India's Finance Minister could push approximately $15bn in subsidy costs into next year's accounts in a bid to meet his government's fiscal targets ahead of national elections.

India will hold elections in five states across November and December and will have to conduct federal elections by May, 2014.

Raising domestic fuel prices would reduce the government's subsidy bill and would help Finance Minister P Chidambaram, who has been struggling to meet the fiscal deficit target of 4.8% of GDP for the year to 31 March, 2014.

However, with state and national elections drawing near, the government may refrain from hiking fuel prices, forcing Chidambaram to push some costs into the 2014 to 2015 budget.

At present, the worst-case scenario shows that $15bn (£9.3bn, €10.9bn) in costs will have to be carried forward into next year's budget, reported Reuters.

Last year, Chidambaram brought down the budget deficit by 1 percentage point to 4.9% of GDP through a similar move. He pushed nearly $15bn in subsidy costs into this year's budget and slashed in excess of $16bn in planned spending, ministry officials told the news agency.

An unnamed finance ministry official told Reuters that "the budget will simply collapse, if [the government] continue to provide subsidies" at the current pace.

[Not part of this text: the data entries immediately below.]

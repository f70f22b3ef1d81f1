diesel::table! {
    warehouses (id) {
        id -> Uuid,
        name -> Varchar,
        priority -> Int4,
        is_active -> Bool,
        created_at -> Timestamptz,
    }
}

diesel::table! {
    stock_items (id) {
        id -> Uuid,
        product_id -> Uuid,
        variation_id -> Nullable<Uuid>,
        warehouse_id -> Uuid,
        sku -> Nullable<Varchar>,
        available_quantity -> Int4,
        reserved_quantity -> Int4,
        in_transit_quantity -> Int4,
        damaged_quantity -> Int4,
        minimum_level -> Nullable<Int4>,
        maximum_level -> Nullable<Int4>,
        expiry_date -> Nullable<Timestamptz>,
        batch_number -> Nullable<Varchar>,
        is_active -> Bool,
        created_at -> Timestamptz,
        updated_at -> Timestamptz,
    }
}

diesel::table! {
    reservations (id) {
        id -> Uuid,
        stock_item_id -> Uuid,
        cart_id -> Nullable<Uuid>,
        order_id -> Nullable<Uuid>,
        customer_id -> Nullable<Uuid>,
        reserved_quantity -> Int4,
        status -> Varchar,
        reservation_type -> Varchar,
        reserved_at -> Timestamptz,
        expires_at -> Nullable<Timestamptz>,
        released_at -> Nullable<Timestamptz>,
        updated_at -> Timestamptz,
    }
}

diesel::table! {
    idempotent_requests (key, subject_id) {
        key -> Varchar,
        subject_id -> Varchar,
        request_hash -> Nullable<Varchar>,
        locked_until -> Nullable<Timestamptz>,
        expires_on -> Nullable<Timestamptz>,
        response_body -> Nullable<Jsonb>,
        status_code -> Nullable<Int2>,
        created_at -> Timestamptz,
    }
}

diesel::table! {
    outbox_messages (id) {
        id -> Uuid,
        message_id -> Uuid,
        event_type -> Varchar,
        content -> Jsonb,
        destination -> Nullable<Varchar>,
        occurred_on -> Timestamptz,
        processed -> Bool,
        processed_on -> Nullable<Timestamptz>,
        locked_by -> Nullable<Varchar>,
        locked_at -> Nullable<Timestamptz>,
        retry_count -> Int4,
    }
}

diesel::table! {
    inbox_messages (message_id) {
        message_id -> Varchar,
        message_type -> Varchar,
        content -> Jsonb,
        consumer -> Nullable<Varchar>,
        status -> Varchar,
        received_at -> Timestamptz,
        processed_on -> Nullable<Timestamptz>,
    }
}

diesel::joinable!(stock_items -> warehouses (warehouse_id));
diesel::joinable!(reservations -> stock_items (stock_item_id));

diesel::allow_tables_to_appear_in_same_query!(
    warehouses,
    stock_items,
    reservations,
    idempotent_requests,
    outbox_messages,
    inbox_messages,
);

"There is no alternative to a 3-5 rupees increase in diesel prices," the official added.

"Whatever we need to do, we will do. But the fiscal deficit target will be met," a second unnamed finance ministry official told the news agency.

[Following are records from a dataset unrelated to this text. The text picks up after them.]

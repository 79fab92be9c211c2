//! Media commands: metadata record lifecycle
//!
//! Upload handling, mime sniffing and thumbnail generation live in the file
//! layer. The engine manages the metadata documents that media fields
//! reference, and rewrites stored paths to public URLs on the way out.

mod add;
mod delete;
mod list;
mod update;

pub use add::AddMedia;
pub use delete::DeleteMedia;
pub use list::ListMedia;
pub use update::UpdateMedia;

"No one should be in doubt about that," he said.

Commenting on the size of a possible rollover, D S Malik, a finance ministry spokesman, said it was "too early to say anything at this stage."

The move to carry forward subsidy costs could boost the ruling coalition's image in the run up to federal elections: Chidambaram could then tell voters that the government had met its deficit goal.

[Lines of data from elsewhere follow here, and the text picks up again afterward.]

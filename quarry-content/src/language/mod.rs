//! Language commands: locale lifecycle
//!
//! Language mutations cascade into every entity's data map: adding a
//! language clones the longest-standing locale's groups, renaming a locale
//! renames the key, deleting a language removes it. The cascades are bulk,
//! sequential and best-effort — a partial failure leaves entities
//! inconsistent until the next normalize-on-write heals them.

mod create;
mod delete;
mod list;
mod update;

pub use create::AddLanguage;
pub use delete::DeleteLanguage;
pub use list::ListLanguages;
pub use update::UpdateLanguage;

use tracing::warn;

use crate::context::ContentContext;

/// Copy every entity's `from` locale group under the `to` key.
pub(crate) async fn clone_locale_data(ctx: &ContentContext, from: &str, to: &str) {
    if from == to {
        return;
    }

    let entities = match ctx.read_all_entities().await {
        Ok(entities) => entities,
        Err(error) => {
            warn!(%from, %to, %error, "could not load entities to clone locale data");
            return;
        }
    };

    for mut entity in entities {
        let Some(group) = entity.data.get(from).cloned() else {
            continue;
        };
        entity.data.insert(to.to_string(), group);
        if let Err(error) = ctx.write_entity(&entity).await {
            warn!(entity = %entity.id, %to, %error, "failed to clone locale data group");
        }
    }
}

/// Rename every entity's `old` locale key to `new`.
pub(crate) async fn rename_locale_data(ctx: &ContentContext, old: &str, new: &str) {
    let entities = match ctx.read_all_entities().await {
        Ok(entities) => entities,
        Err(error) => {
            warn!(%old, %new, %error, "could not load entities to rename locale data");
            return;
        }
    };

    for mut entity in entities {
        let Some(group) = entity.data.remove(old) else {
            continue;
        };
        entity.data.insert(new.to_string(), group);
        if let Err(error) = ctx.write_entity(&entity).await {
            warn!(entity = %entity.id, %old, %new, %error, "failed to rename locale data group");
        }
    }
}

/// Remove `locale`'s data group from every entity.
pub(crate) async fn remove_locale_data(ctx: &ContentContext, locale: &str) {
    let entities = match ctx.read_all_entities().await {
        Ok(entities) => entities,
        Err(error) => {
            warn!(%locale, %error, "could not load entities to remove locale data");
            return;
        }
    };

    for mut entity in entities {
        if entity.data.remove(locale).is_none() {
            continue;
        }
        if let Err(error) = ctx.write_entity(&entity).await {
            warn!(entity = %entity.id, %locale, %error, "failed to remove locale data group");
        }
    }
}
//! ListCollections command

use serde::Deserialize;
use serde_json::Value;

use crate::context::ContentContext;
use crate::error::{ContentError, Result};
use crate::ops::{async_trait, Execute};

/// List all collections, oldest first.
#[derive(Debug, Default, Deserialize)]
pub struct ListCollections {}

impl ListCollections {
    /// Create a new ListCollections command
    pub fn new() -> Self {
        Self::default()
    }
}

#[async_trait]
impl Execute<ContentContext, ContentError> for ListCollections {
    async fn execute(&self, ctx: &ContentContext) -> Result<Value> {
        let collections = ctx.read_all_collections().await?;
        Ok(serde_json::to_value(&collections)?)
    }
}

However, any such action will burden the next government with costs that would hinder plans to boost India's sluggish economic growth.

Meeting the fiscal goal will also prevent a ratings downgrade. The country's credit rating hovers close to junk status and the loss of the investment grade rating could increase the government's borrowing costs.

Rising Subsidy Bill

Chidambaram had intended to cap the subsidies on fuel and food at 2% of GDP, or about $38bn, for the ongoing financial year.

However, these costs are now expected to rise to about 2.9% of GDP, or $55bn.

India, Asia's third-largest oil consumer, imports about 80% of its oil needs and the rupee depreciation has widened the government's fuel subsidy bill.

Meanwhile, a multi-billion dollar plan to provide cheap food to the poor has pushed up procurement and storage costs, inflating food subsidies by about 10%

Finance ministry officials in September demanded a nearly 10% increase in diesel prices to compensate for the pressure on the subsidy bill.

However, Prime Minister Manmohan Singh refused to hike prices for fear it could annoy voters and cost his Congress party the 2014 elections.

South Asia's longest serving prime minister, Singh, will lead his coalition government to the polls early next year. But weakening economic growth over the years and multiple graft scandals have dented his coalition's image.

India's economic growth hit a decade low of 5% in the 2013 financial year. Scandals rocked parliament where opposition parties have, on several occasions, refused to engage in debate about legislation that could have boosted growth.